Six formateurs volontaires élaborent des séquences pédagogiques novatrices au profit des ressortissants de pays tiers afin de concilier l’apprentissage de la langue avec d’autres activités, notamment professionnelles. Leur objectif est de construire autour de l’apprentissage de la langue des « passerelles » culturelles et socioculturelles, dans le but de faciliter leur intégration dans la société française.

Pour soutenir l'action pédagogique des cours de FLE, des livres sont mis à la disposition de ces publics pour pallier l'absence non négligeable d'accès à la culture de base que représente le livre. Cette création d'un fonds « ludicatif » pour adultes propose des documentaires et des fictions tels que des encyclopédies ou des dictionnaires, des polars, des classiques ou des recueils de poésie que l’on peut consulter sur place, qui restent financièrement hors de portée pour des personnes subissant la précarité. En outre, l'acquisition d'une littérature jeunesse facilite la mise en place des ateliers d’éveil à la lecture pour les enfants et recrée ainsi le lien parents-enfants.

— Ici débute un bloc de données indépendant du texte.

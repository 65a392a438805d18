//! Runs the built binary against temporary token projects.

use std::io::Write;
use std::path::Path;
use std::process::{Command, Output};

use tempfile::TempDir;

fn create_file(dir: &Path, relative_path: &str, content: &str) {
    let full_path = dir.join(relative_path);
    if let Some(parent) = full_path.parent() {
        std::fs::create_dir_all(parent).unwrap();
    }
    let mut file = std::fs::File::create(&full_path).unwrap();
    file.write_all(content.as_bytes()).unwrap();
}

fn tokenloom(dir: &Path, args: &[&str]) -> Output {
    Command::new(env!("CARGO_BIN_EXE_tokenloom"))
        .args(args)
        .current_dir(dir)
        .env_remove("RUST_LOG")
        .output()
        .expect("binary runs")
}

fn stdout(output: &Output) -> String {
    String::from_utf8_lossy(&output.stdout).into_owned()
}

fn stderr(output: &Output) -> String {
    String::from_utf8_lossy(&output.stderr).into_owned()
}

// =============================================================================
// version / init
// =============================================================================

#[test]
fn test_version() {
    let temp = TempDir::new().unwrap();
    let output = tokenloom(temp.path(), &["version"]);
    assert!(output.status.success());
    assert_eq!(
        stdout(&output).trim(),
        format!("tokenloom {}", env!("CARGO_PKG_VERSION"))
    );
}

#[test]
fn test_init_scaffolds_a_valid_project() {
    let temp = TempDir::new().unwrap();
    let output = tokenloom(temp.path(), &["init"]);
    assert!(output.status.success(), "{}", stderr(&output));
    for file in [
        "tokenloom.yaml",
        "tokens/color.tokens.json",
        "tokens/spacing.tokens.json",
        "tokens/components/button.tokens.json",
        "tokens/themes/dark.json",
    ] {
        assert!(temp.path().join(file).is_file(), "{} missing", file);
    }

    let output = tokenloom(temp.path(), &["validate"]);
    assert!(output.status.success(), "{}", stderr(&output));

    let output = tokenloom(temp.path(), &["build"]);
    assert!(output.status.success(), "{}", stderr(&output));
    let css = stdout(&output);
    assert!(css.starts_with("@layer reset, tokens, themes, components;"));
    assert!(css.contains("--spacing-2: 0.5rem;"));
    assert!(css.contains("[data-theme=\"dark\"] {"));
    assert!(css.contains(".btn-sm {"));
}

#[test]
fn test_init_refuses_to_overwrite() {
    let temp = TempDir::new().unwrap();
    create_file(temp.path(), "tokenloom.yaml", "default_theme: dark\n");
    let output = tokenloom(temp.path(), &["init"]);
    assert!(!output.status.success());
    assert!(stderr(&output).contains("refusing to overwrite"));
    assert_eq!(
        std::fs::read_to_string(temp.path().join("tokenloom.yaml")).unwrap(),
        "default_theme: dark\n"
    );
}

// =============================================================================
// validate
// =============================================================================

#[test]
fn test_validate_reports_every_error() {
    let temp = TempDir::new().unwrap();
    create_file(
        temp.path(),
        "tokens/base.json",
        r##"{
            "a": {"$value": "{b}"},
            "b": {"$value": "{a}"},
            "c": {"$value": "{missing}"}
        }"##,
    );
    let output = tokenloom(temp.path(), &["validate"]);
    assert_eq!(output.status.code(), Some(1));
    let err = stderr(&output);
    assert!(err.contains("error[cycle]"), "{}", err);
    assert!(err.contains("error[reference] c"), "{}", err);
    assert!(err.contains("2 error(s)"), "{}", err);
}

#[test]
fn test_validate_parse_error() {
    let temp = TempDir::new().unwrap();
    create_file(temp.path(), "tokens/broken.json", "{ not json");
    let output = tokenloom(temp.path(), &["validate"]);
    assert_eq!(output.status.code(), Some(1));
    assert!(stderr(&output).contains("error[parse]"));
}

#[test]
fn test_validate_explicit_directory() {
    let temp = TempDir::new().unwrap();
    create_file(temp.path(), "design/color.json", r##"{"color": {"bg": {"$value": "#fff"}}}"##);
    let output = tokenloom(temp.path(), &["validate", "design"]);
    assert!(output.status.success(), "{}", stderr(&output));
    assert!(stdout(&output).contains("1 tokens, 0 themes: ok"));
}

// =============================================================================
// build
// =============================================================================

fn write_project(dir: &Path) {
    create_file(
        dir,
        "tokens/color.tokens.json",
        r##"{"color": {"$type": "color", "bg": {"$value": "#fff"}, "brand": {"$value": "#3b82f6", "$description": "Brand"}}}"##,
    );
    create_file(
        dir,
        "tokens/themes/dark.json",
        r##"{"color": {"bg": {"$value": "#000"}}}"##,
    );
}

#[test]
fn test_build_writes_css_to_output_dir() {
    let temp = TempDir::new().unwrap();
    write_project(temp.path());
    let output = tokenloom(temp.path(), &["build", "--output", "dist"]);
    assert!(output.status.success(), "{}", stderr(&output));
    let css = std::fs::read_to_string(temp.path().join("dist/tokens.css")).unwrap();
    assert!(css.contains("--color-bg: #fff;"));
    assert!(css.contains("[data-theme=\"dark\"] {\n    --color-bg: #000;\n  }"));
}

#[test]
fn test_build_catalog() {
    let temp = TempDir::new().unwrap();
    write_project(temp.path());
    let output = tokenloom(temp.path(), &["build", "--format", "catalog", "--rich"]);
    assert!(output.status.success(), "{}", stderr(&output));
    let catalog: serde_json::Value = serde_json::from_str(&stdout(&output)).unwrap();
    assert_eq!(catalog["meta"]["schema_version"], "1.0");
    assert_eq!(catalog["tokens"]["color.brand"]["description"], "Brand");
    assert_eq!(catalog["themes"]["dark"]["diff"]["color.bg"]["value"], "#000");
}

#[test]
fn test_build_fails_on_validation_errors() {
    let temp = TempDir::new().unwrap();
    create_file(temp.path(), "tokens/a.json", r##"{"a": {"$value": "{nope}"}}"##);
    let output = tokenloom(temp.path(), &["build", "--output", "dist"]);
    assert_eq!(output.status.code(), Some(1));
    assert!(!temp.path().join("dist/tokens.css").exists());
}

#[test]
fn test_config_file_sets_output() {
    let temp = TempDir::new().unwrap();
    write_project(temp.path());
    create_file(
        temp.path(),
        "tokenloom.yaml",
        "output:\n  dir: out\n  css_file: design.css\n",
    );
    let output = tokenloom(temp.path(), &["build"]);
    assert!(output.status.success(), "{}", stderr(&output));
    assert!(temp.path().join("out/design.css").is_file());
}

// =============================================================================
// search
// =============================================================================

#[test]
fn test_search() {
    let temp = TempDir::new().unwrap();
    write_project(temp.path());
    let output = tokenloom(temp.path(), &["search", "brand"]);
    assert!(output.status.success(), "{}", stderr(&output));
    let out = stdout(&output);
    assert!(out.contains("color.brand"));
    assert!(!out.contains("color.bg"));

    let output = tokenloom(temp.path(), &["search", "/(unclosed/"]);
    assert_eq!(output.status.code(), Some(1));
    assert!(stderr(&output).contains("invalid search pattern"));
}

Cette création de bibliothèque se veut un vecteur de communication, de partage, d’échange et d’accès à la culture pour tout un chacun au-delà de la contrainte matérielle. Elle est le contexte de rencontres-débats autour du livre et de la littérature. La création d’un club de

lecteurs est envisagée afin d’échanger des paroles au-delà du support écrit, en s’appuyant sur des thèmes en prise directe avec l’actualité, l’Histoire et même l’imaginaire.

Il s’agit également de renforcer le lien avec les riverains qui sont invités à bénéficier de cette installation gracieusement, en toute convivialité dans le cadre de la vie de quartier, puisqu'il n'y a pas de bibliothèque de quartier.

Ce projet pédagogique se veut autant éducatif que ludique. Sa mise en œuvre veut optimiser la vie du quartier et favoriser la mixité sociale et interculturelle. Il s’agit là de se saisir d’une réalité sociale comme : laver son linge dans l’espace sanitaire et, avoir des livres à portée de main.